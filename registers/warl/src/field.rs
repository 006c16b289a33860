// Licensed under the Apache-2.0 license

//! Field-level WARL evaluation.

use crate::range::{contains, LegalSet};
use crate::types::{guard_holds, FallbackRule, RegisterState, Resolution, WarlRule};
use crate::util::low_bits;

impl FallbackRule {
    /// Whether this rule fires for `written` under `state`.
    pub fn applies(&self, written: u64, state: &dyn RegisterState) -> bool {
        guard_holds(&self.guard, state)
            && self
                .trigger
                .as_ref()
                .map_or(true, |values| contains(written, values))
    }
}

impl WarlRule {
    /// Legalizes one field-relative `written` value.
    ///
    /// Every clause whose guard holds is checked against the original written
    /// value; bitmask clauses are applied to the running result directly.
    /// Once any clause has rejected the value it stays illegal, and every
    /// fallback rule that applies is folded over the result in declaration
    /// order, so the last applicable rule decides. A mode resolves against
    /// the legal set of the last clause that rejected the value.
    pub fn legalize(
        &self,
        width: u32,
        current: u64,
        written: u64,
        state: &dyn RegisterState,
    ) -> u64 {
        let mut value = written;
        let mut rejected_by: Option<&LegalSet> = None;
        for clause in &self.legal {
            if !guard_holds(&clause.guard, state) {
                continue;
            }
            match &clause.set {
                LegalSet::Bitmask(bitmask) => value = bitmask.apply(value),
                set => {
                    if !set.contains(written) {
                        rejected_by = Some(set);
                    }
                }
            }
        }

        let Some(set) = rejected_by else {
            return value & low_bits(width);
        };
        log::trace!("written value {written:#x} is illegal");
        let value = self.illegal.iter().fold(value, |acc, rule| {
            if !rule.applies(written, state) {
                return acc;
            }
            match rule.action {
                Resolution::Literal(literal) => literal,
                Resolution::Resolve(mode) => set.legalize(current, acc, mode, width),
            }
        });
        value & low_bits(width)
    }
}

/// A compiled field legalizer.
#[derive(Clone, Debug, PartialEq, Eq)]
pub struct FieldProcedure {
    /// Procedure identifier, unique across the compilation.
    pub name: String,
    pub register: String,
    pub field: String,
    pub width: u32,
    pub rule: WarlRule,
}

impl FieldProcedure {
    pub fn call(&self, current: u64, written: u64, state: &dyn RegisterState) -> u64 {
        self.rule.legalize(
            self.width,
            current & low_bits(self.width),
            written & low_bits(self.width),
            state,
        )
    }
}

- [REQUIREMENT] Write out, please, only the lines from the one with "mode resolves against" through the last line above, both included and unchanged.

- [EXERCISE SOLUTION]
    /// order, so the last applicable rule decides. A mode resolves against
    /// the legal set of the last clause that rejected the value.
    pub fn legalize(
        &self,
        width: u32,
        current: u64,
        written: u64,
        state: &dyn RegisterState,
    ) -> u64 {
        let mut value = written;
        let mut rejected_by: Option<&LegalSet> = None;
        for clause in &self.legal {
            if !guard_holds(&clause.guard, state) {
                continue;
            }
            match &clause.set {
                LegalSet::Bitmask(bitmask) => value = bitmask.apply(value),
                set => {
                    if !set.contains(written) {
                        rejected_by = Some(set);
                    }
                }
            }
        }

        let Some(set) = rejected_by else {
            return value & low_bits(width);
        };
        log::trace!("written value {written:#x} is illegal");
        let value = self.illegal.iter().fold(value, |acc, rule| {
            if !rule.applies(written, state) {
                return acc;
            }
            match rule.action {
                Resolution::Literal(literal) => literal,
                Resolution::Resolve(mode) => set.legalize(current, acc, mode, width),
            }
        });
        value & low_bits(width)
    }
}

/// A compiled field legalizer.
#[derive(Clone, Debug, PartialEq, Eq)]
pub struct FieldProcedure {
    /// Procedure identifier, unique across the compilation.
    pub name: String,
    pub register: String,
    pub field: String,
    pub width: u32,
    pub rule: WarlRule,
}

impl FieldProcedure {
    pub fn call(&self, current: u64, written: u64, state: &dyn RegisterState) -> u64 {
        self.rule.legalize(
            self.width,
            current & low_bits(self.width),
            written & low_bits(self.width),
            state,
        )
    }
}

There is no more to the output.